05 Februari 2017

opini musri nauli : Ketika negara mengurusi ranjang


Hampir 7 tahun yang lalu, dunia hiburan (entertainment) dan dunia hukum diserbu berita tentang “energy” bangsa untuk Kasus heboh artis Arief Peterpan-Luna Maya. Kritik saya terhadap perkara ini kemudian sudah saya tuliskan “Mengintip Kamar”. Artis, 7 Agustus 2010.


Kritik saya dilandasi ketika tidak tepat Ariel “dipersalahkan” melakukan perbuatan “tidak senonoh” yang divideokan dan menjadi viral di berbagai dunia maya. Selain itu penggunaan UU Pornografi yang diberlakukan setelah perbuatan Ariel-Luna Maya menjadi asas “berlaku surut (retroaktif)” menjadi cacat formil.

Namun “kemuakkan” public terhadap perbuatan Ariel kemudian menghantarkan Ariel harus menanggung di penjara. Dan apapun putusan terhadap Ariel menimbulkan persoalan dimuka hukum. Baik didalam asas “retroaktif”, prosedur hukum acara dan prinsip keadilan terhadap Ariel.

Tanpa mengenyampingkan “urusan moral”, perbuatan yang dilakukan Ariel merupakan permasalahan yang serius dalam tataran praktek penegakkan hukum.

Ruang sepi” dan “urusan ranjang”, wilayah privat yang tidak menjadi urusan public kemudian menjadi gegap gempita dalam urusan public. Dari ranah inilah kemudian UU Pornografi memang menjadi masalah didalam penegakkan hukum.

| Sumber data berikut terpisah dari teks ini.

use super::authenticated_client;
use crate::{
    analytics::{risk_reward::RiskReward, summary::PerformanceSummary},
    config::Config,
};
use anyhow::Result;

pub async fn run(config: &Config) -> Result<()> {
    let (trades, stats) = authenticated_client(config)?.fetch_dashboard().await?;

    println!("{}", PerformanceSummary::new(&stats, &trades));

    Ok(())
}

/// Offline calculator for a planned trade.
pub fn risk_reward(entry: f64, stop_loss: f64, take_profit: f64) -> Result<()> {
    match RiskReward::from_prices(Some(entry), Some(stop_loss), Some(take_profit)) {
        Some(rr) => {
            println!("Risk    {:.1} pips", rr.risk_pips());
            println!("Reward  {:.1} pips", rr.reward_pips());
            println!("R:R     {}", rr);
        }
        None => {
            tracing::warn!(entry, stop_loss, "Stop loss equals entry, ratio undefined");
            println!("R:R     0:0");
        }
    }

    Ok(())
}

Roda kemudian berputar. 7 tahun kemudian, tema ini kembali memantik wacana public. Seorang tokoh yang disebut tokoh agama kemudian dilaporkan telah melakukan “chatting” dengan perempuan yang bukan muhrimnya. Percakapan dan gambar dalam wattapp dapat dikategorikan “tidak senonoh” dan tidak pantas dan dapat dijadikan dasar diterapkan UU Pornografi.

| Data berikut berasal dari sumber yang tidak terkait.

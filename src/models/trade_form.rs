use crate::{
    models::{
        emotion::Emotion, message_payloads::create_trade_payload::CreateTradePayload,
        trade::TradeType, trade_builder::TradeBuilder,
    },
    utils::constants::{CURRENCY_PAIRS, DEFAULT_LOT_SIZE, DEFAULT_PAIR},
};
use thiserror::Error;

#[derive(Debug, Error, PartialEq)]
pub enum TradeFormError {
    #[error("{0} is required")]
    MissingField(&'static str),
    #[error("{field} must be a number, got '{value}'")]
    InvalidNumber { field: &'static str, value: String },
    #[error("{field} must be greater than zero, got {value}")]
    NotPositive { field: &'static str, value: f64 },
    #[error("unknown direction '{0}', expected Long or Short")]
    UnknownDirection(String),
    #[error("unknown emotion '{0}'")]
    UnknownEmotion(String),
    #[error("{0}")]
    Incomplete(String),
}

/// Raw inputs of the new-trade form, exactly as the user typed them.
#[derive(Debug, Clone, PartialEq)]
pub struct TradeForm {
    pub pair: String,
    pub direction: String,
    pub lot_size: String,
    pub entry_price: String,
    pub stop_loss: String,
    pub take_profit: String,
    pub notes: String,
    pub emotion: String,
}

impl Default for TradeForm {
    fn default() -> Self {
        Self {
            pair: DEFAULT_PAIR.to_string(),
            direction: TradeType::Long.to_string(),
            lot_size: DEFAULT_LOT_SIZE.to_string(),
            entry_price: String::new(),
            stop_loss: String::new(),
            take_profit: String::new(),
            notes: String::new(),
            emotion: Emotion::Patient.as_str().to_string(),
        }
    }
}

impl TradeForm {
    /// Validates every field and produces the create-trade request.
    ///
    /// Stop-loss, take-profit, notes and emotion may be left blank. Numeric
    /// fields must parse and be strictly positive.
    pub fn parse(&self) -> Result<CreateTradePayload, TradeFormError> {
        if self.pair.trim().is_empty() {
            return Err(TradeFormError::MissingField("pair"));
        }
        if !is_listed_pair(&self.pair) {
            tracing::warn!(pair = %self.pair.trim(), "Pair is not one of the listed currency pairs");
        }

        let trade_type: TradeType = self
            .direction
            .parse()
            .map_err(|_| TradeFormError::UnknownDirection(self.direction.clone()))?;

        let lot_size = required_number("lot size", &self.lot_size)?;
        let entry_price = required_number("entry price", &self.entry_price)?;
        let stop_loss = optional_number("stop loss", &self.stop_loss)?;
        let take_profit = optional_number("take profit", &self.take_profit)?;

        let mut builder = TradeBuilder::new()
            .pair(&self.pair)
            .trade_type(trade_type)
            .lot_size(lot_size)
            .entry_price(entry_price)
            .notes(&self.notes);

        if let Some(stop_loss) = stop_loss {
            builder = builder.stop_loss(stop_loss);
        }
        if let Some(take_profit) = take_profit {
            builder = builder.take_profit(take_profit);
        }
        if !self.emotion.trim().is_empty() {
            let emotion: Emotion = self
                .emotion
                .parse()
                .map_err(|_| TradeFormError::UnknownEmotion(self.emotion.clone()))?;
            builder = builder.emotion(emotion);
        }

        builder
            .build()
            .map_err(|e| TradeFormError::Incomplete(e.to_string()))
    }
}

/// Whether `pair` is one of the currency pairs the form offers.
pub fn is_listed_pair(pair: &str) -> bool {
    let pair = pair.trim().to_uppercase();

    CURRENCY_PAIRS.iter().any(|listed| *listed == pair)
}

fn required_number(field: &'static str, raw: &str) -> Result<f64, TradeFormError> {
    optional_number(field, raw)?.ok_or(TradeFormError::MissingField(field))
}

fn optional_number(field: &'static str, raw: &str) -> Result<Option<f64>, TradeFormError> {
    let raw = raw.trim();
    if raw.is_empty() {
        return Ok(None);
    }

    let value: f64 = raw.parse().map_err(|_| TradeFormError::InvalidNumber {
        field,
        value: raw.to_string(),
    })?;

    if !value.is_finite() {
        return Err(TradeFormError::InvalidNumber {
            field,
            value: raw.to_string(),
        });
    }
    if value <= 0.0 {
        return Err(TradeFormError::NotPositive { field, value });
    }

    Ok(Some(value))
}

Menyikapi peristiwa diatas, maka UU Pornografi kembali memakan korban. Perbuatan yang masuk kedalam “urusan bilik” atau “urusan ranjang” dan menjadi domain wilayah privat. Namun  kembali “Negara” turun tangan mengurusinya. Sebuah esensi yang jauh dari pendekatan filosofi.

Tanpa bermaksud memasuki wilayah hukum, persoalan “klasik’ menimbulkan masalah. Apa urgensinya Negara “mengurusi ranjang” rakyatnya. Selama perbuatan yang dilakukan adalah “suka sama suka”, tidak ada keluarga yang mengadukan, maka Negara kemudian tidak bisa menggunakan perangkat besinya untuk mempersalahkan dan membawa kasus ini dimuka hukum.

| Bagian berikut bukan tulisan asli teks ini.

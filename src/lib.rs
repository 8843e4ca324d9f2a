//! Trading journal client.
//!
//! Logs trades against a remote journal API and derives performance
//! metrics (win rate, P&L, best emotional state, top pairs, risk:reward)
//! from the trade history.

pub mod analytics;
pub mod api;
pub mod commands;
pub mod config;
pub mod logger;
pub mod models;
pub mod utils;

Urusan kesusilaan kemudian “dipaksa” menjadi “urusan hukum” maka menimbulkan “ketidakadilan”. Dari ranah inilah, maka saya menolak diterapkannya UU Pornografi dalam peristiwa diatas. Baik terhadap kasus Ariel-Maya maupun kasus yang akan menimpa tokoh diatas. Sikap saya tidak berubah sejak 7 tahun yang lalu.

Namun tulisan kali ini tidak membicarakan dari pendekatan hukum. Baik dari penerapan norma maupun dari makna UU Pornografi yang bermasalah. Selain memang pembahasan ini sudah saya tuliskan 7 tahun yang lalu, tema ini akan berkesudahan dalam proses hukum yang kemudian menjerat Ariel-Luna Maya.

Namun “ketika” energy bangsa kemudian “dikerahkan” untuk digunakan menghabisi tokoh-tokoh yang dianggap berseberangan dengan pandangan Pemerintah. Cara dan model yang digunakan adalah cara-cara yang digunakan sebagaimana disampaikan oleh Niccolo Machiavelli (1469-15270, seorang ahli berkebangsaan Italia didalam buku yang terkenal “II Principe”. II Prinsip (Sang Penguasa) disebut sebagai buku “petunjuk untuk para dictator”. Tahun 1559 Gereja Katolik kemudian memasukkana dalam daftar Indeks sebagai buku yang dilarang dibaca dan diedarkan dalam komunitas gereja katolik.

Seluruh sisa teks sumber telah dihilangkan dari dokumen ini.